Dopo aver sedato nel sangue un tentativo di ammutinamento di detenuti nel carcere centrale di Aleppo (almeno 13 morti, secondo gli attivisti), le forze lealiste hanno tentato di fermare l’avanzata dei miliziani dell’Esercito libero, giunti fino a Bab al Hadid, accesso al centro storico della città situata a poche decine di km dal confine con la Turchia.
– Siamo proprio scesi all’inferno della guerre civile e nessuno arriva a vedere una luce alla fine del tunnel – è la testimonianza di un religioso cattolico che vive nel centro della città. Gli scontri sono proseguiti anche in tutti gli altri scenari più caldi della guerra siriana. Secondo gli attivisti nelle violenze sono state uccise almeno 90 persone.
Ieri Manaf Tlass, il generale che ha defezionato la scorsa settimana dal regime, in un’intervista ad Al Arabiya ha rivolto un appello ai militari del suo Paese perché rifiutino di compiere quelli che ha definito “crimini di guerra”.

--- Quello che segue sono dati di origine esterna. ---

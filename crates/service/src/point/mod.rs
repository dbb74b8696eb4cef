//! Point module: three-layer architecture (domain, repository, service).
//!
//! The service never touches a database handle directly; it is handed a
//! `PointRepository` at construction.

pub mod domain;
pub mod repository;
pub mod service;
pub mod repo;

pub use service::PointService;
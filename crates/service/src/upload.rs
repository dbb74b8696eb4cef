//! Disk storage for uploaded point images.
//!
//! Files are stored as opaque blobs under `<dir>/<12 hex>-<sanitized name>`;
//! only the resulting filename travels further into the create workflow.

use std::path::{Path, PathBuf};

use tracing::{debug, warn};

use crate::errors::ServiceError;

#[derive(Debug, Clone)]
pub struct UploadStore {
    dir: PathBuf,
}

impl UploadStore {
    pub fn new(dir: impl Into<PathBuf>) -> Self { Self { dir: dir.into() } }

    pub fn dir(&self) -> &Path { &self.dir }

    /// Write `bytes` to a fresh file and return its stored filename.
    pub async fn save(&self, original_name: &str, bytes: &[u8]) -> Result<String, ServiceError> {
        tokio::fs::create_dir_all(&self.dir)
            .await
            .map_err(|e| ServiceError::Upload(format!("cannot create {}: {e}", self.dir.display())))?;
        let filename = stored_name(original_name);
        let path = self.dir.join(&filename);
        tokio::fs::write(&path, bytes)
            .await
            .map_err(|e| ServiceError::Upload(format!("cannot write {}: {e}", path.display())))?;
        debug!(%filename, size = bytes.len(), "upload_stored");
        Ok(filename)
    }

    /// Best-effort removal of a stored file; missing files are not an error.
    pub async fn remove(&self, filename: &str) {
        let path = self.dir.join(sanitize(filename));
        match tokio::fs::remove_file(&path).await {
            Ok(()) => debug!(%filename, "upload_removed"),
            Err(e) if e.kind() == std::io::ErrorKind::NotFound => {}
            Err(e) => warn!(%filename, error = %e, "upload_remove_failed"),
        }
    }
}

fn stored_name(original_name: &str) -> String {
    let prefix: [u8; 6] = rand::random();
    let hex: String = prefix.iter().map(|b| format!("{:02x}", b)).collect();
    format!("{}-{}", hex, sanitize(original_name))
}

/// Last path component with anything outside `[A-Za-z0-9._-]` replaced.
fn sanitize(name: &str) -> String {
    let base = name.rsplit(['/', '\\']).next().unwrap_or_default();
    let cleaned: String = base
        .chars()
        .map(|c| if c.is_ascii_alphanumeric() || matches!(c, '.' | '_' | '-') { c } else { '_' })
        .collect();
    let cleaned = cleaned.trim_start_matches('.').to_string();
    if cleaned.is_empty() { "image".to_string() } else { cleaned }
}

#[cfg(test)]
mod tests {
    use super::*;

    fn temp_store() -> UploadStore {
        let n: u64 = rand::random();
        UploadStore::new(std::env::temp_dir().join(format!("ecoleta-uploads-{n:x}")))
    }

    #[test]
    fn sanitize_strips_directories() {
        assert_eq!(sanitize("../../etc/passwd"), "passwd");
        assert_eq!(sanitize("C:\\photos\\me.jpg"), "me.jpg");
        assert_eq!(sanitize("foto praia.png"), "foto_praia.png");
        assert_eq!(sanitize(".."), "image");
        assert_eq!(sanitize(""), "image");
    }

    #[test]
    fn stored_name_has_hex_prefix() {
        let name = stored_name("photo.jpg");
        let (prefix, rest) = name.split_at(12);
        assert!(prefix.chars().all(|c| c.is_ascii_hexdigit()));
        assert_eq!(rest, "-photo.jpg");
    }

    #[tokio::test]
    async fn save_then_remove() -> anyhow::Result<()> {
        let store = temp_store();
        let filename = store.save("photo.jpg", b"jpeg-bytes").await?;
        let on_disk = tokio::fs::read(store.dir().join(&filename)).await?;
        assert_eq!(on_disk, b"jpeg-bytes");

        store.remove(&filename).await;
        assert!(tokio::fs::metadata(store.dir().join(&filename)).await.is_err());
        // 重复删除不报错
        store.remove(&filename).await;
        Ok(())
    }

    #[tokio::test]
    async fn same_original_name_does_not_collide() -> anyhow::Result<()> {
        let store = temp_store();
        let a = store.save("photo.jpg", b"a").await?;
        let b = store.save("photo.jpg", b"b").await?;
        assert_ne!(a, b);
        Ok(())
    }
}
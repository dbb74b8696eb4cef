//! Migrator registering entity-specific migrations in dependency order.
//! Indexes are applied after tables; the item seed runs last.
pub use sea_orm_migration::prelude::*;

mod m20200601_000001_create_item;
mod m20200601_000002_create_point;
mod m20200601_000003_create_point_item;
mod m20200601_000004_add_indexes;
mod m20200601_000005_seed_items;

pub struct Migrator;

#[async_trait::async_trait]
impl MigratorTrait for Migrator {
    fn migrations() -> Vec<Box<dyn MigrationTrait>> {
        vec![
            Box::new(m20200601_000001_create_item::Migration),
            Box::new(m20200601_000002_create_point::Migration),
            Box::new(m20200601_000003_create_point_item::Migration),
            Box::new(m20200601_000004_add_indexes::Migration),
            Box::new(m20200601_000005_seed_items::Migration),
        ]
    }
}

– Mi rivolgo a voi…come uno dei figli dell’Esercito arabo siriano che si è rifiutato di compiere atti criminali di un regime corrotto.

Tlass ha rivolto un appello all’unità dei siriani nel dopo Assad. In Occidente si continua intanto a parlare già del dopo Assad e l’opposizione siriana all’estero, rappresentata dal Consiglio nazionale siriano (Cns), ha dimostrato la sua scarsa capacità di comunicazione arrivando a smentire se stessa. Il suo portavoce e membro dell’ufficio esecutivo, George Sabra, aveva annunciato la disponibilità del Cns a formare – dopo l’uscita di scena del presidente al Assad – un governo di transizione composto anche da personalità dell’attuale regime. Poche ore dopo, l’ufficio stampa del Cns ha inviato ai media una nota in cui si smentisce quanto detto da Sabra. Lui stesso è apparso quindi sugli schermi della tv panaraba al Arabiya, per chiarire il malinteso:

– La disponibilità rimane a formare un governo di unità nazionale con personalità del regime. Queste non dovranno però presiedere il nuovo esecutivo.

Acrobazie retoriche che stonano con il rumore sordo della battaglia proveniente dalla martoriata Siria. Tra i 91 morti contati dai Comitati di coordinamento locali ci sono anche i quattro bimbi e una giovane donna, forse la loro madre, uccisi in un bombardamento di artiglieria governativa a Herak, nella regione meridionale di Daraa. Il video amatoriale, la cui autenticità non può essere verificata, ha ripreso i corpi immobili, intrisi nel sangue e nei detriti dell’esplosione.

Ma non è solo l’opposizione all’estero a inciampare con le parole. Lo stesso governo di Damasco, che – tramite il portavoce del ministero degli esteri Jihad Maqdisi – aveva ammesso per la prima volta di possedere armi chimiche, ha smentito il fatto. In una nota diffusa dalle ambasciate siriane nel mondo si accusano i ‘’mass media stranieri e canali diplomatici’’ di avere ‘’interpretato in modo fazioso e arbitrario il comunicato’’ del ministero degli esteri, ‘’collocandolo al di fuori del suo contesto’’. Stretto riserbo invece da parte di Damasco su quanto riferito da fonti diplomatiche occidentali a Beirut, secondo cui il presidente al Assad avrebbe rimescolato le carte ai vertici delle agenzie di controllo e repressione. Spicca la nomina del generale in pensione Ali Mamluk, già capo dei servizi interni e poi consigliere presidenziale, a responsabile dell’Ufficio della sicurezza nazionale al posto di Hisham Ikhtiyar, morto – almeno ufficialmente – nell’attentato a Damasco del 18 luglio. E mentre non si hanno ancora notizie dei due italiani scomparsi in Siria la settimana scorsa, l’Alto commissariato Onu per i rifugiati (Unhcr) ha reso noto la stima aggiornata del numero degli sfollati interni dall’inizio delle violenze: un milione e mezzo di persone è senza casa e privo di assistenza medica e alimentare. Sempre secondo l’Onu, i siriani fuggiti all’estero sono invece almeno 115mila.